Now imagine that you’re a plaintiff’s lawyer who has stumbled across what appears to be a very widespread FDCPA violation committed by a national debt collector—say, an error in the standard dunning letter sent to debtors across the country. Why would you ever file a single nationwide class action in which the class recovery tops out at a half- million dollars (or less, depending upon the defendant’s assets)—which means that your fees in a settlement effectively would be capped at a third or a fourth of that amount—when you can file dozens, fifty, or a hundred smaller class actions in which you could recover the same amount in each case?

Of course, any such maneuver would  be a transparent evasion of FDCPA’s cap on aggregate statutory damages. And it would frustrate Congress’s goal of protecting debt collectors from being bankrupted by FDCPA class actions. Nonetheless, in LaRocque v. TRS Recovery Services Inc., No. 2:11-cv-91-DGH (D. Me. Jan. 2, 2013), a district court held that the nothing in the FDCPA prevents plaintiffs from atomizing their class actions in order to recover the statutory cap in a series of individual suits.

In LaRocque, the plaintiff—or perhaps her granddaughter, who was a paralegal at a FDCPA class action firm—noticed that a debt-collection letter she had received regarding a bounced check arguably violated the FDCPA. The plaintiff then filed a class action on behalf of a putative class of recipients of similar letters in Maine, and—after that class was certified—filed state-specific class actions in four other federal courts. In the case in Maine, the defendants moved to expand the Maine-only class into a nationwide class, arguing that allowing the plaintiffs to pursue a series of single-state classes would circumvent the FDCPA’s cap on statutory damages.

The court denied the request, noting that FDCPA’s cap on statutory damages is phrased differently than the later-enacted cap in the Truth in Lending Act, which specifies that the cap applies “in any class action or series of class actions.” 15 U.S.C. § 1640(a)(2)(B) (emphasis added). Previously, the Seventh Circuit also had concluded that FDCPA’s damages cap doesn’t require plaintiffs to seek certification of a nationwide rather than a single-state class. Mace v. Van Ru Credit Corp., 109 F.3d 338 (7th Cir. 1997). But in that case, the Seventh Circuit observed that its holding might have to be revisited if a plaintiff ever actually brought “multiple or serial class actions to recover for the same misconduct.” Id. at 344. The district court in LaRocque, however, declined to analyze the issue substantively because other district courts presented with it hadn’t done so either.

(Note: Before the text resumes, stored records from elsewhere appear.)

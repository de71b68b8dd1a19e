mod config_tests;
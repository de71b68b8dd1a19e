//! Google Drive v3 backend
//!
//! Files are created in the owner's Drive with a multipart/related upload and
//! addressed by their Drive file id afterwards.

use async_trait::async_trait;
use reqwest::{Client, Response, StatusCode};
use serde::Deserialize;
use std::path::Path;
use std::time::Duration;
use tokio::fs;
use tracing::{debug, info, warn};
use uuid::Uuid;

use super::{CloudFileStore, RemoteObject, StorageError, StorageResult};

#[derive(Debug, Deserialize)]
#[serde(rename_all = "camelCase")]
struct DriveFile {
    id: String,
    web_view_link: Option<String>,
}

#[derive(Debug, Clone)]
pub struct GoogleDriveStore {
    client: Client,
    api_base: String,
    upload_base: String,
}

impl GoogleDriveStore {
    pub fn new(api_base: impl Into<String>, upload_base: impl Into<String>) -> anyhow::Result<Self> {
        let client = Client::builder()
            .timeout(Duration::from_secs(300))
            .build()?;

        Ok(Self {
            client,
            api_base: api_base.into().trim_end_matches('/').to_string(),
            upload_base: upload_base.into().trim_end_matches('/').to_string(),
        })
    }

    fn file_url(&self, remote_id: &str) -> String {
        format!("{}/files/{}", self.api_base, urlencoding::encode(remote_id))
    }

    /// Build a multipart/related body: JSON metadata part followed by the media part
    fn multipart_related_body(boundary: &str, metadata: &serde_json::Value, mime_type: &str, data: &[u8]) -> Vec<u8> {
        let mut body = Vec::with_capacity(data.len() + 512);
        body.extend_from_slice(format!("--{}\r\n", boundary).as_bytes());
        body.extend_from_slice(b"Content-Type: application/json; charset=UTF-8\r\n\r\n");
        body.extend_from_slice(metadata.to_string().as_bytes());
        body.extend_from_slice(format!("\r\n--{}\r\n", boundary).as_bytes());
        body.extend_from_slice(format!("Content-Type: {}\r\n\r\n", mime_type).as_bytes());
        body.extend_from_slice(data);
        body.extend_from_slice(format!("\r\n--{}--\r\n", boundary).as_bytes());
        body
    }

    /// Map a Drive response status onto the storage error taxonomy
    async fn check_status(response: Response, remote_id: &str) -> StorageResult<Response> {
        let status = response.status();
        if status.is_success() {
            return Ok(response);
        }

        let body = response.text().await.unwrap_or_default();
        match status {
            StatusCode::UNAUTHORIZED => {
                debug!("Drive rejected credential: {}", body);
                Err(StorageError::CredentialExpired)
            }
            StatusCode::NOT_FOUND => Err(StorageError::NotFound(remote_id.to_string())),
            _ => Err(StorageError::Request(format!("Drive returned {}: {}", status, body))),
        }
    }
}

#[async_trait]
impl CloudFileStore for GoogleDriveStore {
    async fn upload(&self, data: &[u8], mime_type: &str, original_name: &str, access_token: &str) -> StorageResult<RemoteObject> {
        let boundary = format!("pingnotes-{}", Uuid::new_v4().simple());
        let metadata = serde_json::json!({
            "name": original_name,
            "mimeType": mime_type,
        });
        let body = Self::multipart_related_body(&boundary, &metadata, mime_type, data);

        let response = self
            .client
            .post(format!("{}/files", self.upload_base))
            .query(&[("uploadType", "multipart"), ("fields", "id,webViewLink")])
            .bearer_auth(access_token)
            .header(
                reqwest::header::CONTENT_TYPE,
                format!("multipart/related; boundary={}", boundary),
            )
            .body(body)
            .send()
            .await?;

        let response = Self::check_status(response, original_name).await?;
        let file: DriveFile = response
            .json()
            .await
            .map_err(|e| StorageError::Request(format!("Unexpected Drive upload response: {}", e)))?;

        let view_url = file
            .web_view_link
            .unwrap_or_else(|| format!("https://drive.google.com/file/d/{}/view", file.id));

        info!("Uploaded '{}' to Drive as {}", original_name, file.id);
        Ok(RemoteObject {
            remote_id: file.id,
            view_url,
        })
    }

    async fn download(&self, remote_id: &str, access_token: &str, destination: &Path) -> StorageResult<()> {
        let response = self
            .client
            .get(self.file_url(remote_id))
            .query(&[("alt", "media")])
            .bearer_auth(access_token)
            .send()
            .await?;

        let response = Self::check_status(response, remote_id).await?;
        let bytes = response.bytes().await?;

        if let Some(parent) = destination.parent() {
            fs::create_dir_all(parent).await?;
        }
        fs::write(destination, &bytes).await?;

        debug!("Downloaded Drive file {} ({} bytes) to {}", remote_id, bytes.len(), destination.display());
        Ok(())
    }

    async fn delete(&self, remote_id: &str, access_token: &str) -> StorageResult<()> {
        let response = self
            .client
            .delete(self.file_url(remote_id))
            .bearer_auth(access_token)
            .send()
            .await?;

        match Self::check_status(response, remote_id).await {
            Ok(_) => {
                info!("Deleted Drive file {}", remote_id);
                Ok(())
            }
            Err(e) => {
                warn!("Drive delete of {} failed: {}", remote_id, e);
                Err(e)
            }
        }
    }

    fn storage_type(&self) -> &'static str {
        "google_drive"
    }
}
use chrono::{DateTime, Utc};
use serde::{Deserialize, Serialize};
use sqlx::FromRow;
use std::fmt;
use std::str::FromStr;
use utoipa::ToSchema;
use uuid::Uuid;

/// Which collection a principal lives in.
///
/// Serialized exactly as the role tag stored on file records ("User"/"Teacher").
#[derive(Debug, Clone, Copy, PartialEq, Eq, Hash, Serialize, Deserialize, sqlx::Type, ToSchema)]
#[sqlx(type_name = "principal_kind")]
pub enum PrincipalKind {
    User,
    Teacher,
}

impl PrincipalKind {
    pub fn table(&self) -> &'static str {
        match self {
            PrincipalKind::User => "users",
            PrincipalKind::Teacher => "teachers",
        }
    }
}

impl fmt::Display for PrincipalKind {
    fn fmt(&self, f: &mut fmt::Formatter<'_>) -> fmt::Result {
        match self {
            PrincipalKind::User => write!(f, "User"),
            PrincipalKind::Teacher => write!(f, "Teacher"),
        }
    }
}

impl FromStr for PrincipalKind {
    type Err = anyhow::Error;

    fn from_str(s: &str) -> Result<Self, Self::Err> {
        match s.to_lowercase().as_str() {
            "user" | "student" => Ok(PrincipalKind::User),
            "teacher" => Ok(PrincipalKind::Teacher),
            other => Err(anyhow::anyhow!("Unknown principal kind: {}", other)),
        }
    }
}

/// Owner of a record: exactly one user or one teacher.
#[derive(Debug, Clone, Copy, PartialEq, Eq, Hash, Serialize, Deserialize)]
#[serde(tag = "kind", content = "id")]
pub enum Owner {
    User(Uuid),
    Teacher(Uuid),
}

impl Owner {
    pub fn new(kind: PrincipalKind, id: Uuid) -> Self {
        match kind {
            PrincipalKind::User => Owner::User(id),
            PrincipalKind::Teacher => Owner::Teacher(id),
        }
    }

    pub fn id(&self) -> Uuid {
        match self {
            Owner::User(id) | Owner::Teacher(id) => *id,
        }
    }

    pub fn kind(&self) -> PrincipalKind {
        match self {
            Owner::User(_) => PrincipalKind::User,
            Owner::Teacher(_) => PrincipalKind::Teacher,
        }
    }
}

impl fmt::Display for Owner {
    fn fmt(&self, f: &mut fmt::Formatter<'_>) -> fmt::Result {
        write!(f, "{}:{}", self.kind(), self.id())
    }
}

#[derive(Debug, Clone, FromRow)]
pub struct Principal {
    pub id: Uuid,
    pub kind: PrincipalKind,
    pub name: String,
    pub email: String,
    pub google_id: Option<String>,
    pub access_token: Option<String>,
    pub refresh_token: Option<String>,
    pub role: String,
    /// Users only; always empty for teachers.
    pub friends: Vec<Uuid>,
    pub created_at: DateTime<Utc>,
    pub updated_at: DateTime<Utc>,
}

impl Principal {
    pub fn owner(&self) -> Owner {
        Owner::new(self.kind, self.id)
    }

    /// Access token, if one is stored and non-empty.
    pub fn access_token(&self) -> Option<&str> {
        self.access_token.as_deref().filter(|t| !t.is_empty())
    }

    pub fn refresh_token(&self) -> Option<&str> {
        self.refresh_token.as_deref().filter(|t| !t.is_empty())
    }
}

/// Profile and tokens obtained from the identity provider during sign-in.
#[derive(Debug, Clone)]
pub struct PrincipalProfile {
    pub name: String,
    pub email: String,
    pub google_id: String,
    pub access_token: String,
    /// Google only returns a refresh token on the consent screen; `None` keeps the stored one.
    pub refresh_token: Option<String>,
}

#[derive(Debug, Clone, Serialize, Deserialize, ToSchema)]
pub struct PrincipalResponse {
    pub id: Uuid,
    pub kind: PrincipalKind,
    pub name: String,
    pub email: String,
    pub role: String,
    pub friends: Vec<Uuid>,
    pub has_drive_access: bool,
}

impl From<Principal> for PrincipalResponse {
    fn from(principal: Principal) -> Self {
        let has_drive_access = principal.access_token().is_some();
        Self {
            id: principal.id,
            kind: principal.kind,
            name: principal.name,
            email: principal.email,
            role: principal.role,
            friends: principal.friends,
            has_drive_access,
        }
    }
}

#[cfg(test)]
mod tests {
    use super::*;

    #[test]
    fn test_owner_round_trips_kind_and_id() {
        let id = Uuid::new_v4();
        let owner = Owner::new(PrincipalKind::Teacher, id);
        assert_eq!(owner, Owner::Teacher(id));
        assert_eq!(owner.kind(), PrincipalKind::Teacher);
        assert_eq!(owner.id(), id);
    }

    #[test]
    fn test_principal_kind_parsing() {
        assert_eq!("user".parse::<PrincipalKind>().unwrap(), PrincipalKind::User);
        assert_eq!("Teacher".parse::<PrincipalKind>().unwrap(), PrincipalKind::Teacher);
        assert!("admin".parse::<PrincipalKind>().is_err());
    }

    #[test]
    fn test_role_tag_is_capitalized() {
        assert_eq!(PrincipalKind::User.to_string(), "User");
        assert_eq!(PrincipalKind::Teacher.to_string(), "Teacher");
        assert_eq!(serde_json::to_value(PrincipalKind::Teacher).unwrap(), "Teacher");
    }
}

So what should a defendant do if targeted by a wave of small class actions designed to avoid FDCPA’s cap on total damages in a class action? One approach would be to raise the issue that the Seventh Circuit left undecided in Mace and argue that the FDCPA should be read to bar plaintiffs from evading it by subdividing nationwide or multi-state class actions into a series of smaller class actions. Indeed, otherwise nothing would stop plaintiffs from bringing a separate class action for the smallest number of people that would satisfy the numerosity requirement. This tactic brings to mind Chief Justice’s hypothetical during oral argument in Standard Fire Insurance Co. v. Knowles—the case on whether plaintiffs can avoid removal under CAFA by stipulating that the class recovery would be less than the $5 million amount-in-controversy requirement—of a lawyer filing one class action for people “whose names begin with A to K” and another for “people whose names begin L to Z.”

Alternatively, the defendant could reframe the argument as a challenge to the superiority of an artificially small class action. Rule 23(b)(3) permits class certification only if the proposed class “is superior to other available methods for fairly and efficiently adjudicating the controversy,” and requires the court to consider (among other things) “the extent and nature of any litigation concerning the controversy already begun by or against class members” and “the desirability or undesirability of concentrating the litigation of the claims in the particular forum.” Fed. R. Civ. P. 23(b)(3)(B)-(C). In a FDCPA class action, litigating a wave of mini-class actions would be less efficient than a single nationwide class action and would increase the defendant’s liability—perhaps by 50 times or more—in ways that Congress did not intend.

If neither of these approaches succeeds, a defendant could argue that the court should exercise its discretion under FDCPA to reduce the amount of statutory damages awarded in consideration of the size of the class and the pendency of actions in other jurisdictions.